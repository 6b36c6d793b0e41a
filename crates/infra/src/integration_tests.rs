//! Integration tests for the full event-sourced pipeline.
//!
//! Tests: Command → EventStore → EventBus → Projection → ReadModel, plus
//! the multi-stream reconcilers on top (checkout, cancellation, sales).
//!
//! Verifies:
//! - Checkout converges: failure after capture leaves no stock taken
//! - A payment reference confirms at most one order
//! - Cancellation restocks exactly once
//! - Projections stay consistent with the write side

#[cfg(test)]
mod tests {
    use std::sync::mpsc;
    use std::sync::Arc;
    use std::thread;
    use std::time::Duration;

    use serde_json::Value as JsonValue;

    use shopforge_catalog::ProductId;
    use shopforge_events::{EventBus, EventEnvelope, InMemoryEventBus};
    use shopforge_inventory::{StockRecord, StockRecordId};
    use shopforge_orders::{Cart, CustomerId, OrderId, OrderStatus, PaymentStatus};

    use crate::command_dispatcher::{CommandDispatcher, DispatchError};
    use crate::event_store::InMemoryEventStore;
    use crate::payment::InMemoryPaymentGateway;
    use crate::projections::{
        CatalogEntry, CatalogProjection, OrderReadModel, OrdersProjection, SaleReadModel,
        SalesProjection, StockLevelRow, StockLevelsProjection,
    };
    use crate::read_model::{InMemoryReadModelStore, ReadModelStore};
    use crate::services::{
        CartService, CheckoutConfig, CheckoutService, ManualSaleLine, NewOrderLine, NewProduct,
        OrderService, ProductService, SaleService,
    };

    type Bus = Arc<InMemoryEventBus<EventEnvelope<JsonValue>>>;
    type Dispatcher = Arc<CommandDispatcher<InMemoryEventStore, Bus>>;

    struct Harness {
        dispatcher: Dispatcher,
        products: ProductService<InMemoryEventStore, Bus>,
        cart: CartService<InMemoryEventStore, Bus>,
        checkout: CheckoutService<InMemoryEventStore, Bus>,
        orders: OrderService<InMemoryEventStore, Bus>,
        sales: SaleService<InMemoryEventStore, Bus>,
        gateway: Arc<InMemoryPaymentGateway>,
        catalog_rm: Arc<CatalogProjection<InMemoryReadModelStore<ProductId, CatalogEntry>>>,
        stock_rm: Arc<StockLevelsProjection<InMemoryReadModelStore<String, StockLevelRow>>>,
        orders_rm: Arc<OrdersProjection<InMemoryReadModelStore<OrderId, OrderReadModel>>>,
        sales_rm: Arc<SalesProjection<InMemoryReadModelStore<shopforge_sales::SaleId, SaleReadModel>>>,
    }

    fn config() -> CheckoutConfig {
        CheckoutConfig {
            shipping_flat_cents: 500,
            tax_rate_bps: 0,
        }
    }

    fn setup(auto_settle: bool) -> Harness {
        let bus: Bus = Arc::new(InMemoryEventBus::new());
        let dispatcher: Dispatcher = Arc::new(CommandDispatcher::new(
            InMemoryEventStore::new(),
            bus.clone(),
        ));

        let catalog_rm = Arc::new(CatalogProjection::new(InMemoryReadModelStore::new()));
        let stock_rm = Arc::new(StockLevelsProjection::new(InMemoryReadModelStore::new()));
        let orders_rm = Arc::new(OrdersProjection::new(InMemoryReadModelStore::new()));
        let sales_rm = Arc::new(SalesProjection::new(InMemoryReadModelStore::new()));

        // Subscribe to the bus BEFORE any events are published.
        let (ready_tx, ready_rx) = mpsc::channel::<()>();
        {
            let bus = bus.clone();
            let catalog_rm = catalog_rm.clone();
            let stock_rm = stock_rm.clone();
            let orders_rm = orders_rm.clone();
            let sales_rm = sales_rm.clone();
            thread::spawn(move || {
                let sub = bus.subscribe();
                let _ = ready_tx.send(());
                while let Ok(env) = sub.recv() {
                    if let Err(e) = catalog_rm.apply_envelope(&env) {
                        eprintln!("catalog projection failed: {e:?}");
                    }
                    if let Err(e) = stock_rm.apply_envelope(&env) {
                        eprintln!("stock projection failed: {e:?}");
                    }
                    if let Err(e) = orders_rm.apply_envelope(&env) {
                        eprintln!("orders projection failed: {e:?}");
                    }
                    if let Err(e) = sales_rm.apply_envelope(&env) {
                        eprintln!("sales projection failed: {e:?}");
                    }
                }
            });
        }
        // Ensure the subscriber is ready before returning (prevents missing early events).
        let _ = ready_rx.recv_timeout(Duration::from_secs(1));

        let carts: Arc<dyn ReadModelStore<CustomerId, Cart>> =
            Arc::new(InMemoryReadModelStore::new());
        let gateway = Arc::new(InMemoryPaymentGateway::new(auto_settle));

        Harness {
            products: ProductService::new(dispatcher.clone()),
            cart: CartService::new(dispatcher.clone(), carts.clone()),
            checkout: CheckoutService::new(
                dispatcher.clone(),
                carts,
                gateway.clone(),
                config(),
            ),
            orders: OrderService::new(dispatcher.clone(), config()),
            sales: SaleService::new(dispatcher.clone()),
            gateway,
            dispatcher,
            catalog_rm,
            stock_rm,
            orders_rm,
            sales_rm,
        }
    }

    /// Wait a short time for the subscriber thread to drain the bus.
    fn wait_for_processing() {
        thread::sleep(Duration::from_millis(50));
    }

    fn seed_product(h: &Harness, sku: &str, price_cents: u64, initial_stock: u64) {
        h.products
            .create(
                NewProduct {
                    sku: sku.to_string(),
                    name: format!("Product {sku}"),
                    description: String::new(),
                    category: "test".to_string(),
                    tags: vec![],
                    price_cents,
                    cost_cents: price_cents / 2,
                    featured: false,
                    threshold: 1,
                    initial_stock,
                },
                "admin",
            )
            .unwrap();
    }

    fn stock_of(h: &Harness, sku: &str) -> u64 {
        let stock_id = StockRecordId::for_sku(sku);
        let (stock, _) = h
            .dispatcher
            .load_aggregate(stock_id.0, |id| StockRecord::empty(StockRecordId::new(id)))
            .unwrap();
        stock.stock()
    }

    #[test]
    fn checkout_places_a_paid_order_and_clears_the_cart() {
        let h = setup(true);
        seed_product(&h, "SKU-1", 2500, 10);
        let customer = CustomerId::for_subject("alice");

        h.cart.add_item(customer, "SKU-1", 2).unwrap();
        let intent = h.checkout.create_intent(customer).unwrap();
        // 2 * 2500 + 500 shipping
        assert_eq!(intent.amount_cents, 5500);

        let order_id = h.checkout.confirm(customer, &intent.reference, "alice").unwrap();

        assert_eq!(stock_of(&h, "SKU-1"), 8);
        assert!(h.cart.get(customer).is_empty());

        wait_for_processing();
        let order = h.orders_rm.get(&order_id).unwrap();
        assert_eq!(order.status, OrderStatus::Processing);
        assert_eq!(order.payment_status, PaymentStatus::Paid);
        assert_eq!(order.total_cents, 5500);
        assert_eq!(order.payment_reference.as_deref(), Some(intent.reference.as_str()));

        let row = h.stock_rm.get("SKU-1").unwrap();
        assert_eq!(row.stock, 8);
    }

    #[test]
    fn a_payment_reference_confirms_at_most_one_order() {
        let h = setup(true);
        seed_product(&h, "SKU-1", 1000, 10);
        let customer = CustomerId::for_subject("alice");

        h.cart.add_item(customer, "SKU-1", 1).unwrap();
        let intent = h.checkout.create_intent(customer).unwrap();
        h.checkout.confirm(customer, &intent.reference, "alice").unwrap();

        // Same reference again, against a refilled cart of equal total.
        h.cart.add_item(customer, "SKU-1", 1).unwrap();
        let err = h
            .checkout
            .confirm(customer, &intent.reference, "alice")
            .unwrap_err();
        match err {
            DispatchError::Conflict(_) => {}
            other => panic!("Expected Conflict for a consumed reference, got {other:?}"),
        }

        // Only the first confirmation took stock.
        assert_eq!(stock_of(&h, "SKU-1"), 9);
    }

    #[test]
    fn replaying_a_confirmation_with_an_empty_cart_is_still_a_conflict() {
        let h = setup(true);
        seed_product(&h, "SKU-1", 1000, 10);
        let customer = CustomerId::for_subject("alice");

        h.cart.add_item(customer, "SKU-1", 1).unwrap();
        let intent = h.checkout.create_intent(customer).unwrap();
        h.checkout.confirm(customer, &intent.reference, "alice").unwrap();
        assert!(h.cart.get(customer).is_empty());

        // The consumed reference is reported ahead of the empty cart.
        let err = h
            .checkout
            .confirm(customer, &intent.reference, "alice")
            .unwrap_err();
        match err {
            DispatchError::Conflict(_) => {}
            other => panic!("Expected Conflict for a consumed reference, got {other:?}"),
        }
        assert_eq!(stock_of(&h, "SKU-1"), 9);
    }

    #[test]
    fn failed_checkout_compensates_and_releases_the_claim() {
        let h = setup(true);
        seed_product(&h, "SKU-A", 1000, 10);
        seed_product(&h, "SKU-B", 1000, 3);
        let customer = CustomerId::for_subject("alice");

        h.cart.add_item(customer, "SKU-A", 2).unwrap();
        h.cart.add_item(customer, "SKU-B", 3).unwrap();
        let intent = h.checkout.create_intent(customer).unwrap();

        // A competing sale empties SKU-B between intent and confirmation.
        h.sales
            .record_manual(
                &[ManualSaleLine {
                    sku: "SKU-B".to_string(),
                    quantity: 2,
                }],
                "staff",
            )
            .unwrap();

        let err = h
            .checkout
            .confirm(customer, &intent.reference, "alice")
            .unwrap_err();
        match err {
            DispatchError::InsufficientStock { requested: 3, available: 1 } => {}
            other => panic!("Expected InsufficientStock, got {other:?}"),
        }

        // Nothing taken, cart intact.
        assert_eq!(stock_of(&h, "SKU-A"), 10);
        assert_eq!(stock_of(&h, "SKU-B"), 1);
        assert!(!h.cart.get(customer).is_empty());

        // The claim was released; after fixing the cart a fresh intent
        // for the corrected total goes through.
        h.cart
            .set_quantity(customer, ProductId::for_sku("SKU-B"), 1)
            .unwrap();
        let retry_intent = h.checkout.create_intent(customer).unwrap();
        h.checkout.confirm(customer, &retry_intent.reference, "alice").unwrap();
        assert_eq!(stock_of(&h, "SKU-A"), 8);
        assert_eq!(stock_of(&h, "SKU-B"), 0);
    }

    #[test]
    fn unsettled_payment_cannot_confirm() {
        let h = setup(false);
        seed_product(&h, "SKU-1", 1000, 5);
        let customer = CustomerId::for_subject("alice");

        h.cart.add_item(customer, "SKU-1", 1).unwrap();
        let intent = h.checkout.create_intent(customer).unwrap();

        let err = h
            .checkout
            .confirm(customer, &intent.reference, "alice")
            .unwrap_err();
        match err {
            DispatchError::Validation(msg) => assert!(msg.contains("not succeeded")),
            other => panic!("Expected Validation, got {other:?}"),
        }
        assert_eq!(stock_of(&h, "SKU-1"), 5);

        h.gateway.settle(&intent.reference).unwrap();
        h.checkout.confirm(customer, &intent.reference, "alice").unwrap();
        assert_eq!(stock_of(&h, "SKU-1"), 4);
    }

    #[test]
    fn price_change_invalidates_the_intent_amount() {
        let h = setup(true);
        seed_product(&h, "SKU-1", 1000, 5);
        let customer = CustomerId::for_subject("alice");

        h.cart.add_item(customer, "SKU-1", 1).unwrap();
        let intent = h.checkout.create_intent(customer).unwrap();

        h.products
            .change_price(ProductId::for_sku("SKU-1"), 1200, 600)
            .unwrap();

        let err = h
            .checkout
            .confirm(customer, &intent.reference, "alice")
            .unwrap_err();
        match err {
            DispatchError::Validation(msg) => assert!(msg.contains("does not match")),
            other => panic!("Expected Validation for amount mismatch, got {other:?}"),
        }
        assert_eq!(stock_of(&h, "SKU-1"), 5);
    }

    #[test]
    fn cancellation_restocks_exactly_once() {
        let h = setup(true);
        seed_product(&h, "SKU-1", 1000, 10);
        let customer = CustomerId::for_subject("alice");

        let order_id = h
            .orders
            .create_direct(
                customer,
                &[NewOrderLine {
                    sku: "SKU-1".to_string(),
                    quantity: 4,
                }],
                "staff",
            )
            .unwrap();
        assert_eq!(stock_of(&h, "SKU-1"), 6);

        h.orders.cancel(order_id, "customer changed mind", "staff").unwrap();
        assert_eq!(stock_of(&h, "SKU-1"), 10);

        // A second cancel is rejected and must not restock again.
        let err = h
            .orders
            .cancel(order_id, "again", "staff")
            .unwrap_err();
        match err {
            DispatchError::Conflict(_) => {}
            other => panic!("Expected Conflict for double cancel, got {other:?}"),
        }
        assert_eq!(stock_of(&h, "SKU-1"), 10);

        wait_for_processing();
        assert_eq!(h.orders_rm.get(&order_id).unwrap().status, OrderStatus::Cancelled);
    }

    #[test]
    fn order_sale_records_at_most_once_and_takes_no_stock() {
        let h = setup(true);
        seed_product(&h, "SKU-1", 1000, 10);
        let customer = CustomerId::for_subject("alice");

        h.cart.add_item(customer, "SKU-1", 2).unwrap();
        let intent = h.checkout.create_intent(customer).unwrap();
        let order_id = h.checkout.confirm(customer, &intent.reference, "alice").unwrap();
        assert_eq!(stock_of(&h, "SKU-1"), 8);

        let sale_id = h.sales.record_for_order(order_id, "staff").unwrap();
        // Recording the sale moves no stock; checkout already did.
        assert_eq!(stock_of(&h, "SKU-1"), 8);

        let err = h.sales.record_for_order(order_id, "staff").unwrap_err();
        match err {
            DispatchError::Conflict(_) => {}
            other => panic!("Expected Conflict for duplicate sale, got {other:?}"),
        }

        wait_for_processing();
        let sale = h.sales_rm.get(&sale_id).unwrap();
        assert_eq!(sale.order_id, Some(order_id));
        assert_eq!(sale.revenue_cents, 2000);
        assert_eq!(sale.profit_cents, 1000);
    }

    #[test]
    fn projections_follow_the_catalog() {
        let h = setup(true);
        seed_product(&h, "SKU-1", 2500, 10);

        wait_for_processing();
        let entry = h.catalog_rm.get_by_sku("SKU-1").unwrap();
        assert_eq!(entry.price_cents, 2500);
        assert_eq!(entry.stock, 10);
        assert!(entry.active);

        h.products
            .deactivate(ProductId::for_sku("SKU-1"))
            .unwrap();
        wait_for_processing();
        let entry = h.catalog_rm.get_by_sku("SKU-1").unwrap();
        assert!(!entry.active);
    }
}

◆ Goal of the exercise
Which of the lines in the data hold the string "Validation"? Report each of them by copying it.

◆ Answer space
            DispatchError::Validation(msg) => assert!(msg.contains("not succeeded")),
            other => panic!("Expected Validation, got {other:?}"),
            DispatchError::Validation(msg) => assert!(msg.contains("does not match")),
            other => panic!("Expected Validation for amount mismatch, got {other:?}"),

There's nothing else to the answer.